A proposta fixa multa de até R$ 2 mil por programa em caso de descumprimento da norma. A emissora reincidente, além da multa, ficaria sujeita à suspensão das operações por até 48 horas. Ficariam isentos das exigências os canais de televisão por assinatura contratados em separado que disponham de sistema de senhas ou de controle para acesso à programação.
O deputado autor do projeto não falou à Folha, mas divulgou por meio de sua assessoria que a nudez feminina na televisão representa ''um preconceito injustificado, até mesmo em vista das conquistas sociais das mulheres, que hoje apresentam escolaridade média mais elevada que os homens''. Além disso, o deputado diz estar preocupado principalmente com o público infanto-juvenil, exposto a esse tipo de programação.
O projeto tramita em caráter conclusivo e será examinado pelas comissões de Seguridade Social e Família; de Ciência e Tecnologia, Comunicação e Informática; e de Constituição e Justiça e de Cidadania, antes de ser levado para aprovação. Numa análise histórica, é preciso lembrar que cenas de nudez na televisão não começaram ontem. Foi o primeiro beijo, dado pelo ator Walter Foster na novela ''Sua vida me pertence'' (TV Tupi) nos já distante anos 50, que abriu espaço para ''ousadia''. Foi quase um selinho, que deixaria o elenco de ''Malhação'' corados pelas suas atuações atuais, mas mesmo assim a emissora recebeu inúmeras cartas de protesto.
Na mesma época, o jornal Repórter Esso sofreu represálias por mostrar a primeira cena de nudez frontal ao mostrar uma reportagem sobre índios na sua edição noturna. Um cena de nudez em programas de ficção só iria ao ar, mais de duas décadas depois. Em 1975, a personagem Chiquinha, interpretada pela atriz Cidinha Milan fez o primeiro nu da televisão brasileira na novela ''Gabriela''. Hoje, já se perdeu a conta das cenas que aparecem, tanto na programação de filmes, quanto novelas e programas de auditório, que exibem corpos nem tão esculturais de dançarinas e afins.

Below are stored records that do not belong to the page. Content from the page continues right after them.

use thiserror::Error;

/// Fallback shown when the backend rejects a request without a message.
pub const GENERIC_BACKEND_MESSAGE: &str = "The server could not complete the request";

#[derive(Error, Debug)]
pub enum ApiError {
    #[error("failed to fetch {what}")]
    Transport {
        what: String,
        #[source]
        source: reqwest::Error,
    },

    #[error("{0}")]
    Validation(String),

    #[error("server responded {status}: {message}")]
    Backend { status: u16, message: String },

    #[error("unexpected response for {what}")]
    Decode {
        what: String,
        #[source]
        source: serde_json::Error,
    },

    #[error("could not read {path}")]
    File {
        path: String,
        #[source]
        source: std::io::Error,
    },
}

impl ApiError {
    pub fn validation(message: impl Into<String>) -> Self {
        Self::Validation(message.into())
    }

    /// Builds a backend error from a response body, preferring the payload's
    /// `error` or `message` field.
    pub fn from_body(status: u16, body: &str) -> Self {
        Self::Backend {
            status,
            message: extract_message(body).unwrap_or_else(|| GENERIC_BACKEND_MESSAGE.to_string()),
        }
    }
}

pub fn extract_message(body: &str) -> Option<String> {
    let value: serde_json::Value = serde_json::from_str(body).ok()?;
    ["error", "message", "detail"]
        .iter()
        .filter_map(|key| value.get(*key))
        .find_map(|field| field.as_str().map(str::trim).filter(|s| !s.is_empty()))
        .map(str::to_string)
}
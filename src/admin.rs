//! Administrative payloads and the client-side checks run before submitting them.

use serde::Serialize;
use uuid::Uuid;

use crate::error::ApiError;

/// Collections the dashboard can create, update and delete through the API.
#[derive(Debug, Clone, Copy, PartialEq, Eq)]
pub enum Resource {
    Scenarios,
    Students,
    Instructors,
    Prompts,
    CaseFiles,
}

impl Resource {
    pub fn path(self) -> &'static str {
        match self {
            Resource::Scenarios => "scenarios",
            Resource::Students => "students",
            Resource::Instructors => "instructors",
            Resource::Prompts => "prompts",
            Resource::CaseFiles => "case-files",
        }
    }

    pub fn singular(self) -> &'static str {
        match self {
            Resource::Scenarios => "scenario",
            Resource::Students => "student",
            Resource::Instructors => "instructor",
            Resource::Prompts => "prompt",
            Resource::CaseFiles => "case file",
        }
    }
}

impl std::str::FromStr for Resource {
    type Err = String;

    fn from_str(value: &str) -> Result<Self, Self::Err> {
        match value.trim().to_ascii_lowercase().replace('_', "-").as_str() {
            "scenario" | "scenarios" => Ok(Resource::Scenarios),
            "student" | "students" => Ok(Resource::Students),
            "instructor" | "instructors" => Ok(Resource::Instructors),
            "prompt" | "prompts" => Ok(Resource::Prompts),
            "case-file" | "case-files" | "file" | "files" => Ok(Resource::CaseFiles),
            other => Err(format!("unknown resource '{other}'")),
        }
    }
}

/// Implemented by every payload sent to a [`Resource`] endpoint.
pub trait Validate {
    fn validate(&self) -> Result<(), ApiError>;
}

fn require(value: &str, field: &str) -> Result<(), ApiError> {
    if value.trim().is_empty() {
        return Err(ApiError::validation(format!("{field} is required")));
    }
    Ok(())
}

fn check_email(email: &str) -> Result<(), ApiError> {
    let trimmed = email.trim();
    let valid = match trimmed.split_once('@') {
        Some((local, domain)) => {
            !local.is_empty()
                && domain.contains('.')
                && !domain.starts_with('.')
                && !domain.ends_with('.')
        }
        None => false,
    };
    if !valid || trimmed.contains(char::is_whitespace) {
        return Err(ApiError::validation(format!("'{trimmed}' is not a valid email address")));
    }
    Ok(())
}

#[derive(Debug, Clone, Serialize)]
pub struct StudentForm {
    pub first_name: String,
    pub last_name: String,
    #[serde(skip_serializing_if = "Option::is_none")]
    pub email: Option<String>,
    pub section_ids: Vec<Uuid>,
}

impl Validate for StudentForm {
    fn validate(&self) -> Result<(), ApiError> {
        require(&self.first_name, "First name")?;
        require(&self.last_name, "Last name")?;
        if let Some(email) = self.email.as_deref().filter(|e| !e.trim().is_empty()) {
            check_email(email)?;
        }
        Ok(())
    }
}

#[derive(Debug, Clone, Serialize)]
pub struct InstructorForm {
    pub name: String,
    pub email: String,
    pub section_ids: Vec<Uuid>,
}

impl Validate for InstructorForm {
    fn validate(&self) -> Result<(), ApiError> {
        require(&self.name, "Name")?;
        require(&self.email, "Email")?;
        check_email(&self.email)
    }
}

#[derive(Debug, Clone, Serialize)]
pub struct ScenarioForm {
    pub name: String,
    pub case_id: Option<Uuid>,
    #[serde(skip_serializing_if = "Option::is_none")]
    pub persona: Option<String>,
    #[serde(skip_serializing_if = "Option::is_none")]
    pub question: Option<String>,
    pub enabled: bool,
}

impl Validate for ScenarioForm {
    fn validate(&self) -> Result<(), ApiError> {
        require(&self.name, "Scenario name")?;
        if self.case_id.is_none() {
            return Err(ApiError::validation("A case must be selected"));
        }
        Ok(())
    }
}

#[derive(Debug, Clone, Serialize)]
pub struct PromptForm {
    pub title: String,
    pub body: String,
    #[serde(skip_serializing_if = "Option::is_none")]
    pub description: Option<String>,
}

impl Validate for PromptForm {
    fn validate(&self) -> Result<(), ApiError> {
        require(&self.title, "Prompt title")?;
        require(&self.body, "Prompt text")
    }
}

#[derive(Debug, Clone, Serialize)]
pub struct CaseFileForm {
    pub case_id: Uuid,
    pub file_name: String,
    pub include_in_prompt: bool,
}

impl Validate for CaseFileForm {
    fn validate(&self) -> Result<(), ApiError> {
        require(&self.file_name, "File name")
    }
}

pub fn check_import_url(url: &str) -> Result<(), ApiError> {
    let trimmed = url.trim();
    if !trimmed.starts_with("http://") && !trimmed.starts_with("https://") {
        return Err(ApiError::validation("URL must start with 'http://' or 'https://'"));
    }
    Ok(())
}
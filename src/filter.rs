use std::collections::HashSet;
use std::fmt;
use std::hash::Hash;
use std::str::FromStr;

use chrono::{DateTime, Duration, Utc};
use uuid::Uuid;

use crate::models::{Evaluation, ResultRow, ResultStatus};

#[derive(Debug, Clone, Copy, PartialEq, Eq, Default)]
pub enum DateRange {
    Last7Days,
    #[default]
    Last30Days,
    Last90Days,
    AllTime,
}

impl DateRange {
    pub fn days(self) -> Option<i64> {
        match self {
            DateRange::Last7Days => Some(7),
            DateRange::Last30Days => Some(30),
            DateRange::Last90Days => Some(90),
            DateRange::AllTime => None,
        }
    }

    /// Earliest creation time still inside the window, or `None` for all time.
    pub fn cutoff(self, now: DateTime<Utc>) -> Option<DateTime<Utc>> {
        self.days().map(|days| now - Duration::days(days))
    }

    pub fn label(self) -> &'static str {
        match self {
            DateRange::Last7Days => "last 7 days",
            DateRange::Last30Days => "last 30 days",
            DateRange::Last90Days => "last 90 days",
            DateRange::AllTime => "all time",
        }
    }
}

impl fmt::Display for DateRange {
    fn fmt(&self, f: &mut fmt::Formatter<'_>) -> fmt::Result {
        f.write_str(self.label())
    }
}

impl FromStr for DateRange {
    type Err = String;

    fn from_str(value: &str) -> Result<Self, Self::Err> {
        match value.trim().to_ascii_lowercase().as_str() {
            "7d" | "7" | "week" => Ok(DateRange::Last7Days),
            "30d" | "30" | "month" => Ok(DateRange::Last30Days),
            "90d" | "90" | "quarter" => Ok(DateRange::Last90Days),
            "all" | "all-time" | "alltime" => Ok(DateRange::AllTime),
            other => Err(format!("unknown date range '{other}' (use 7d, 30d, 90d or all)")),
        }
    }
}

pub fn filter_by_date(
    evaluations: &[Evaluation],
    range: DateRange,
    now: DateTime<Utc>,
) -> Vec<Evaluation> {
    match range.cutoff(now) {
        None => evaluations.to_vec(),
        Some(cutoff) => evaluations
            .iter()
            .filter(|evaluation| evaluation.created_at >= cutoff)
            .cloned()
            .collect(),
    }
}

/// One filter axis: either unrestricted or limited to an explicit set.
#[derive(Debug, Clone, PartialEq, Eq)]
pub enum Selection<T: Eq + Hash> {
    All,
    Only(HashSet<T>),
}

impl<T: Eq + Hash> Default for Selection<T> {
    fn default() -> Self {
        Selection::All
    }
}

impl<T: Eq + Hash> Selection<T> {
    /// An empty list means no restriction, matching the "all" sentinel.
    pub fn from_values(values: impl IntoIterator<Item = T>) -> Self {
        let set: HashSet<T> = values.into_iter().collect();
        if set.is_empty() {
            Selection::All
        } else {
            Selection::Only(set)
        }
    }

    pub fn allows(&self, value: &T) -> bool {
        match self {
            Selection::All => true,
            Selection::Only(set) => set.contains(value),
        }
    }

    pub fn allows_any<'a>(&self, mut values: impl Iterator<Item = &'a T>) -> bool
    where
        T: 'a,
    {
        match self {
            Selection::All => true,
            Selection::Only(set) => values.any(|value| set.contains(value)),
        }
    }

    pub fn values(&self) -> Vec<&T> {
        match self {
            Selection::All => Vec::new(),
            Selection::Only(set) => set.iter().collect(),
        }
    }
}

#[derive(Debug, Clone, Default, PartialEq, Eq)]
pub struct ResultsFilter {
    pub sections: Selection<Uuid>,
    pub cases: Selection<Uuid>,
    pub statuses: Selection<ResultStatus>,
}

impl ResultsFilter {
    pub fn matches(&self, row: &ResultRow) -> bool {
        self.sections.allows_any(row.section_ids.iter())
            && self.cases.allows(&row.case_id)
            && self.statuses.allows(&row.status)
    }

    pub fn apply<'a>(&self, rows: &'a [ResultRow]) -> Vec<&'a ResultRow> {
        rows.iter().filter(|row| self.matches(row)).collect()
    }
}

#[cfg(test)]
mod tests {
    use super::*;

    fn evaluation(days_ago: i64, now: DateTime<Utc>) -> Evaluation {
        Evaluation {
            id: Uuid::new_v4(),
            student_id: Uuid::new_v4(),
            case_id: Uuid::new_v4(),
            score: Some(10.0),
            hints: Some(1),
            helpful: Some(4.0),
            created_at: now - Duration::days(days_ago),
            allow_rechat: false,
        }
    }

    fn row(section: Uuid, case: Uuid, status: ResultStatus) -> ResultRow {
        ResultRow {
            student_id: Uuid::new_v4(),
            student_name: "Avery Lee".to_string(),
            section_title: "MGMT 410".to_string(),
            section_ids: vec![section],
            case_id: case,
            case_title: "Harbor Foods".to_string(),
            status,
            initial_position: None,
            final_position: None,
            persona: None,
            score: None,
            hints: None,
            helpful: None,
            completed_at: None,
            evaluation_id: None,
            allow_rechat: false,
        }
    }

    #[test]
    fn all_time_keeps_everything() {
        let now = Utc::now();
        let evaluations = vec![evaluation(1, now), evaluation(400, now)];
        assert_eq!(filter_by_date(&evaluations, DateRange::AllTime, now), evaluations);
    }

    #[test]
    fn windows_keep_records_on_or_after_cutoff() {
        let now = Utc::now();
        let evaluations = vec![
            evaluation(2, now),
            evaluation(7, now),
            evaluation(8, now),
            evaluation(45, now),
            evaluation(120, now),
        ];

        assert_eq!(filter_by_date(&evaluations, DateRange::Last7Days, now).len(), 2);
        assert_eq!(filter_by_date(&evaluations, DateRange::Last30Days, now).len(), 3);
        assert_eq!(filter_by_date(&evaluations, DateRange::Last90Days, now).len(), 4);
    }

    #[test]
    fn parses_range_labels() {
        assert_eq!("7d".parse::<DateRange>(), Ok(DateRange::Last7Days));
        assert_eq!("ALL".parse::<DateRange>(), Ok(DateRange::AllTime));
        assert!("fortnight".parse::<DateRange>().is_err());
    }

    #[test]
    fn empty_selection_means_all() {
        let selection: Selection<Uuid> = Selection::from_values(Vec::new());
        assert_eq!(selection, Selection::All);
        assert!(selection.allows(&Uuid::new_v4()));
    }

    #[test]
    fn axes_combine_with_and() {
        let section = Uuid::new_v4();
        let case = Uuid::new_v4();
        let rows = vec![
            row(section, case, ResultStatus::Completed),
            row(section, case, ResultStatus::NotStarted),
            row(Uuid::new_v4(), case, ResultStatus::Completed),
            row(section, Uuid::new_v4(), ResultStatus::Completed),
        ];

        let filter = ResultsFilter {
            sections: Selection::from_values([section]),
            cases: Selection::from_values([case]),
            statuses: Selection::from_values([ResultStatus::Completed]),
        };

        let matched = filter.apply(&rows);
        assert_eq!(matched.len(), 1);
        assert_eq!(matched[0].status, ResultStatus::Completed);
    }

    #[test]
    fn default_filter_restricts_nothing() {
        let rows = vec![
            row(Uuid::new_v4(), Uuid::new_v4(), ResultStatus::InProgress),
            row(Uuid::new_v4(), Uuid::new_v4(), ResultStatus::NotStarted),
        ];
        assert_eq!(ResultsFilter::default().apply(&rows).len(), 2);
    }
}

Para a atriz curitibana Guta Stresser, atriz de ''A Grande Família'', uma das séries mais comportadas e engraçadas da programação atual, a proibição soa como censura. Ela diz acreditar mais em um ''acordo de cavalheiros'' entre produtores e emissoras para que a nudez não seja explorada de forma vulgar e em horários livres. ''Qualquer proibição nesse sentido seria um retrocesso. A questão é mais ética do que legal'', declara. Guta já fez cenas nuas no cinema e no teatro (incluindo no espetáculo paranaense ''O Vampiro e a Polaquinha'', do qual foi protagonista), mas diz que não o faria na televisão. ''Na televisão, o público está mais exposto, não é como no cinema e no teatro, que as pessoas pagam e escolhem o que querem ver'', considera a atriz.
Para o cineasta Beto Carminatti, que acaba de lançar o filme ''O Mistério da Japonesa'', que tem um cena de nudez, o projeto do deputado pode cair numa análise extremamente subjetiva do que seria ou não exploração da imagem do corpo nu. ''É delicado, tem que ter bom senso para analisar e tudo depende da questão narrativa do que está se apresentando''. Para o cineasta, que também atua como diretor de TV, existe uma pornografia pior do que a mencionada no projeto do deputado: ''a parafernália da indigência intelectual''. ''Muitas vezes uma cena de nudez é mais bonita que programas feitos por loiras prateleiras que só servem para vender produtos'', argumenta.